Yesterday I was on the tube around 8 a.m. and learned that there are actual people who get up and go places at 8 a.m. on a Saturday. There is this whole other London full of early risers that I will never be a part of, unless, of course, there’s a show I want to see. On Saturday it was Wicked. I have already seen Wicked three times back in Chicago, but it’s been a while, and as the girl at the front of the day seat queue who has seen the show 18 times could attest, one can never see Wicked too many times. I was a little worried about the day seat queue, as the Theatre Monkey called it “The most notorious day seat line in London. Battle the obsessive fans and you could get lucky.” But I also heard the demand is not as high now that the show has been there a while, so I decided to take my chances and arrive at 8:40. An hour and 20 minutes is about as long as I’m willing to wait for theatre tickets. There were about 15 people ahead of me and since there were two performances on Saturday, I knew I was in. The guy in front of me did not seem like a chatter, so I put on my headphones and played games on my phone. At around 9 a.m. the guy’s friend arrived and for a second I almost accused her of pulling Larry David’s infamous “chat and cut.” But before I went all Will from The Inbetweeners at Thorpe Park, I thought about it.

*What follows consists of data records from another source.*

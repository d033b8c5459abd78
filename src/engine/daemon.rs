//! Background range-update worker.
//!
//! In deferred mode all coverage bookkeeping runs on a single
//! [`RangeDaemon`] task consuming a FIFO queue. One worker is enough, and
//! deliberate: serializing all store mutation for a dataset preserves the
//! monotonic-coverage invariant without any locking subtleties. Callers
//! never wait on the daemon; the engine's change notification is the only
//! signal that new range information landed.

use std::sync::Arc;

use tokio::sync::mpsc;
use tracing::{debug, info};

use super::{EngineShared, TaskKey};
use crate::region::SliceRegion;
use crate::source::VolumeSource;

/// One queued bookkeeping job: the access region to bring coverage up to.
///
/// The task carries the region rather than pre-planned expansions: the
/// worker re-plans against the coverage current at execution time, so a
/// task enqueued behind another touching the same unit never applies a
/// stale plan.
#[derive(Debug)]
pub(crate) struct UpdateTask {
    pub(crate) key: TaskKey,
    pub(crate) region: SliceRegion,
}

/// The deferred-mode worker. Created alongside the engine by
/// [`RangeEngine::deferred`](super::RangeEngine::deferred); the caller
/// spawns [`RangeDaemon::run`] on its runtime.
pub struct RangeDaemon<S: VolumeSource> {
    shared: Arc<EngineShared<S>>,
    queue: mpsc::Receiver<UpdateTask>,
}

impl<S: VolumeSource> RangeDaemon<S> {
    pub(crate) fn new(shared: Arc<EngineShared<S>>, queue: mpsc::Receiver<UpdateTask>) -> Self {
        Self { shared, queue }
    }

    /// Consume tasks until the engine is destroyed or the queue closes.
    ///
    /// A task found after destruction is a safe no-op: the destroyed flag
    /// is consulted before any store mutation. Source failures are recorded
    /// on the engine and never tear the worker down.
    pub async fn run(mut self) {
        info!("range daemon starting");
        loop {
            tokio::select! {
                biased;

                _ = self.shared.cancel.cancelled() => {
                    debug!("range daemon cancelled");
                    break;
                }

                task = self.queue.recv() => match task {
                    Some(task) => self.process(task),
                    None => break,
                },
            }
        }
        info!("range daemon stopped");
    }

    fn process(&self, task: UpdateTask) {
        // The key stops deduplicating once work starts: a later identical
        // request must re-plan against the updated coverage.
        self.shared.in_flight.remove(&task.key);
        if self.shared.cancel.is_cancelled() {
            return;
        }
        debug!(region = %task.region, "processing range update");
        self.shared.run_update(&task.region);
    }
}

will inbetweeners pushed in
Every person in the queue is allowed to buy up to two tickets. So it didn’t matter whether the guy was by himself and bought two tickets, or he and his friend each bought one. So I let it slide. They ended up being entertaining Germans who would randomly break into a Book of Mormon song and then go back to speaking in Deutsch. Never a dull moment in a day seat queue.

wicked london day seats

10 a.m. finally rolled around, the box office opened, and I scored two front row center seats for the Wicked matinee, reminding me why I torture myself by waking up early to stand against a wall for over an hour — sweet, sweet cheap front row seats. It was my 17th West End show (I know my last post said I’ve seen 15, but I forgot about Charlie And The Chocolate Factory The Musical I saw in June last year). The performance was brilliant and I think my friend really enjoyed it, even though her bus got stuck in traffic. She arrived one whole minute late and the usher made her watch the beginning of the show on a tiny TV before seating her 25 minutes in. 2014 is the year of the bus in London, and while buses are cheaper than the tube and often more direct, they’re completely unreliable when you need to be somewhere by a specific time. That’s why I walked the three miles to the theatre. It took me an hour and I sweated out my nice dress, but I’ve been burned by buses too many times. (I also successfully ran home after buying the tickets without wiping out, a great victory!)